Dans un post Facebook publié ce matin, Moncef Marzouki, farouche défenseur des libertés individuelles et collectives, ne semble pas s’émouvoir outre mesure que l’Etat qu’il défend soit une dictature décomplexée. « Si l’Etat du Qatar n’a jamais affirmé être un état démocratique, pour des considérations qui lui sont propres, il a toujours soutenu tous les mouvements de libération nationale, dont notre révolution », écrit-il ajoutant que « cette bataille est la nôtre ».
L’Etat du Qatar serait, selon lui, visé à cause de « son soutien à la cause palestinienne et son refus de qualifier l’organisation Hamas de mouvement terroriste ». Marzouki voit dans ce ban « une guerre menée contre le Qatar afin de le punir d’avoir soutenu le Printemps arabe et, dans un premier temps, d’avoir créé la chaîne Al Jazeera, dont tous reconnaissent le rôle joué pour libérer les esprits arabes ». La propagande basique opérée par Al Jazeera en faveur de l’islam politique n’est, en effet, pas un secret pour tout observateur de la scène politique internationale, et même locale.

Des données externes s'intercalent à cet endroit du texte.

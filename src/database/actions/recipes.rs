use async_trait::async_trait;
use sqlx::{PgConnection, Postgres, QueryBuilder};

use crate::database::{
    error::QueryError,
    schema::{Id, Recipe, RecipeRow, Taxonomy},
    store::{RecipeDraft, RecipeFilter, RecipePatch, RecipeStore},
};

use super::{taxonomy, PgStore};

/// Attaches tags and ingredients to already fetched rows.
async fn with_items<'c, E>(executor: E, rows: Vec<RecipeRow>) -> Result<Vec<Recipe>, QueryError>
where
    E: sqlx::Executor<'c, Database = Postgres> + Copy,
{
    let ids: Vec<Id> = rows.iter().map(|row| row.id).collect();
    let mut tags = taxonomy::linked_items(executor, Taxonomy::Tag, &ids).await?;
    let mut ingredients = taxonomy::linked_items(executor, Taxonomy::Ingredient, &ids).await?;

    Ok(rows
        .into_iter()
        .map(|row| {
            let tags = tags.remove(&row.id).unwrap_or_default();
            let ingredients = ingredients.remove(&row.id).unwrap_or_default();
            Recipe::from_row(row, tags, ingredients)
        })
        .collect())
}

async fn load_recipe(
    conn: &mut PgConnection,
    owner: Id,
    id: Id,
) -> Result<Option<Recipe>, QueryError> {
    let row: Option<RecipeRow> =
        sqlx::query_as("SELECT * FROM recipes WHERE id = $1 AND user_id = $2")
            .bind(id)
            .bind(owner)
            .fetch_optional(&mut *conn)
            .await?;

    let Some(row) = row else {
        return Ok(None);
    };

    let mut tags = taxonomy::linked_items(&mut *conn, Taxonomy::Tag, &[id]).await?;
    let mut ingredients = taxonomy::linked_items(&mut *conn, Taxonomy::Ingredient, &[id]).await?;

    Ok(Some(Recipe::from_row(
        row,
        tags.remove(&id).unwrap_or_default(),
        ingredients.remove(&id).unwrap_or_default(),
    )))
}

#[async_trait]
impl RecipeStore for PgStore {
    async fn list_recipes(
        &self,
        owner: Id,
        filter: &RecipeFilter,
    ) -> Result<Vec<Recipe>, QueryError> {
        let mut query: QueryBuilder<Postgres> =
            QueryBuilder::new("SELECT r.* FROM recipes r WHERE r.user_id = ");
        query.push_bind(owner);

        for kind in [Taxonomy::Tag, Taxonomy::Ingredient] {
            if let Some(ids) = filter.ids(kind) {
                query
                    .push(format!(
                        " AND r.id IN (SELECT recipe_id FROM {} WHERE {} = ANY(",
                        kind.link_table(),
                        kind.link_column()
                    ))
                    .push_bind(ids.to_owned())
                    .push("))");
            }
        }
        query.push(" ORDER BY r.id DESC");

        let rows: Vec<RecipeRow> = query.build_query_as().fetch_all(self.pool()).await?;

        with_items(self.pool(), rows).await
    }

    async fn get_recipe(&self, owner: Id, id: Id) -> Result<Option<Recipe>, QueryError> {
        let mut conn = self.pool().acquire().await?;
        load_recipe(&mut conn, owner, id).await
    }

    async fn create_recipe(&self, owner: Id, draft: RecipeDraft) -> Result<Recipe, QueryError> {
        let mut tr = self.pool().begin().await?;

        let row: (Id,) = sqlx::query_as(
            "
            INSERT INTO recipes (user_id, title, description, time_minutes, price, link)
            VALUES ($1, $2, $3, $4, $5, $6)
            RETURNING id
        ",
        )
        .bind(owner)
        .bind(&draft.title)
        .bind(&draft.description)
        .bind(draft.time_minutes)
        .bind(draft.price)
        .bind(&draft.link)
        .fetch_one(&mut *tr)
        .await?;
        let id = row.0;

        for kind in [Taxonomy::Tag, Taxonomy::Ingredient] {
            taxonomy::attach(&mut tr, kind, owner, id, draft.names(kind)).await?;
        }

        let recipe = load_recipe(&mut tr, owner, id)
            .await?
            .ok_or(QueryError::Vanished { entity: "recipe", id })?;

        tr.commit().await?;
        log::info!("Created recipe {id} for user {owner}");
        Ok(recipe)
    }

    async fn update_recipe(
        &self,
        owner: Id,
        id: Id,
        patch: RecipePatch,
    ) -> Result<Option<Recipe>, QueryError> {
        let mut tr = self.pool().begin().await?;

        let locked: Option<(Id,)> =
            sqlx::query_as("SELECT id FROM recipes WHERE id = $1 AND user_id = $2 FOR UPDATE")
                .bind(id)
                .bind(owner)
                .fetch_optional(&mut *tr)
                .await?;
        if locked.is_none() {
            return Ok(None);
        }

        let RecipePatch {
            title,
            description,
            time_minutes,
            price,
            link,
            ..
        } = patch.clone();

        if title.is_some()
            || description.is_some()
            || time_minutes.is_some()
            || price.is_some()
            || link.is_some()
        {
            let mut query: QueryBuilder<Postgres> = QueryBuilder::new("UPDATE recipes SET ");
            let mut columns = query.separated(", ");
            if let Some(title) = title {
                columns.push("title = ").push_bind_unseparated(title);
            }
            if let Some(description) = description {
                columns.push("description = ").push_bind_unseparated(description);
            }
            if let Some(time_minutes) = time_minutes {
                columns.push("time_minutes = ").push_bind_unseparated(time_minutes);
            }
            if let Some(price) = price {
                columns.push("price = ").push_bind_unseparated(price);
            }
            if let Some(link) = link {
                columns.push("link = ").push_bind_unseparated(link);
            }
            query
                .push(" WHERE id = ")
                .push_bind(id)
                .push(" AND user_id = ")
                .push_bind(owner);

            query.build().execute(&mut *tr).await?;
        }

        for kind in [Taxonomy::Tag, Taxonomy::Ingredient] {
            if let Some(names) = patch.names(kind) {
                taxonomy::detach_all(&mut tr, kind, id).await?;
                taxonomy::attach(&mut tr, kind, owner, id, names).await?;
            }
        }

        let recipe = load_recipe(&mut tr, owner, id).await?;
        tr.commit().await?;
        Ok(recipe)
    }

    async fn delete_recipe(&self, owner: Id, id: Id) -> Result<bool, QueryError> {
        let mut tr = self.pool().begin().await?;

        let owned: Option<(Id,)> =
            sqlx::query_as("SELECT id FROM recipes WHERE id = $1 AND user_id = $2 FOR UPDATE")
                .bind(id)
                .bind(owner)
                .fetch_optional(&mut *tr)
                .await?;
        if owned.is_none() {
            return Ok(false);
        }

        for kind in [Taxonomy::Tag, Taxonomy::Ingredient] {
            taxonomy::detach_all(&mut tr, kind, id).await?;
        }

        sqlx::query("DELETE FROM recipes WHERE id = $1 AND user_id = $2")
            .bind(id)
            .bind(owner)
            .execute(&mut *tr)
            .await?;

        tr.commit().await?;
        Ok(true)
    }

    async fn set_recipe_image(
        &self,
        owner: Id,
        id: Id,
        path: &str,
    ) -> Result<Option<Recipe>, QueryError> {
        let updated: Option<(Id,)> =
            sqlx::query_as("UPDATE recipes SET image = $1 WHERE id = $2 AND user_id = $3 RETURNING id")
                .bind(path)
                .bind(id)
                .bind(owner)
                .fetch_optional(self.pool())
                .await?;

        if updated.is_none() {
            return Ok(None);
        }

        self.get_recipe(owner, id).await
    }
}
pub const MAX_NAME_LENGTH: usize = 255;
pub const MAX_EMAIL_LENGTH: usize = 255;
pub const MIN_PASSWORD_LENGTH: usize = 5;

pub const PRICE_MAX_DIGITS: u32 = 5;
pub const PRICE_DECIMAL_PLACES: u32 = 2;

pub const MAX_JSON_BODY_BYTES: u64 = 64 * 1024;
pub const MAX_IMAGE_BYTES: u64 = 10 * 1024 * 1024;

pub const MEDIA_URL: &str = "/media/";
pub const RECIPE_IMAGE_DIR: &str = "uploads/recipe";
pub const IMAGE_FIELD: &str = "image";

pub const AUTH_SCHEMES: &[&str] = &["Token", "Bearer"];

pub const GENERIC_AUTH_FAILURE: &str = "Unable to authenticate with provided credentials.";
pub const NON_FIELD_ERRORS: &str = "non_field_errors";

pub const FIELD_REQUIRED: &str = "This field is required.";
pub const FIELD_BLANK: &str = "This field may not be blank.";
pub const FIELD_NULL: &str = "This field may not be null.";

L’ancien président a aussi appelé les autorités tunisiennes à « protester contre cette tentative d’isoler et d’étouffer le Qatar et à demander qu’un terme soit mis aux mesures injustes et agressives qui touchent un peuple pacifique et qui ne feront qu’aggraver les blessures arabes ». Moncef Marzouki n’a pas hésité, dans son post, à se placer lui aussi en victime en soutenant que les attaques subies pendant sa présidence étaient mandatées. « La preuve est qu’elles ont cessé alors que le soutien qatari se poursuit, démentant ainsi le fait qu’il soit en faveur de partis ou de personnes mais qu'il était [proposé] à la Tunisie et sans contrepartie ».
Les positions pro-Qatar de Marzouki ont toujours été franchement assumées. Lorsqu’il était président de la République, il avait même déclaré que « ceux qui insultent ou s’attaquent au Qatar seront mis devant leurs responsabilités ».
Les mêmes termes sont retrouvés dans d’autres réactions. Celle de Rached Khiari, directeur du site d'information islamiste, Al Sada, par exemple, qui a publié aujourd’hui un post qui reprend la même logique. « Suite à l’instigation de l’état sioniste des Emirats, l’Arabie Saoudite, le régime putschiste égyptien et le Bahreïn décident de rompre toute relation diplomatique avec le Qatar ».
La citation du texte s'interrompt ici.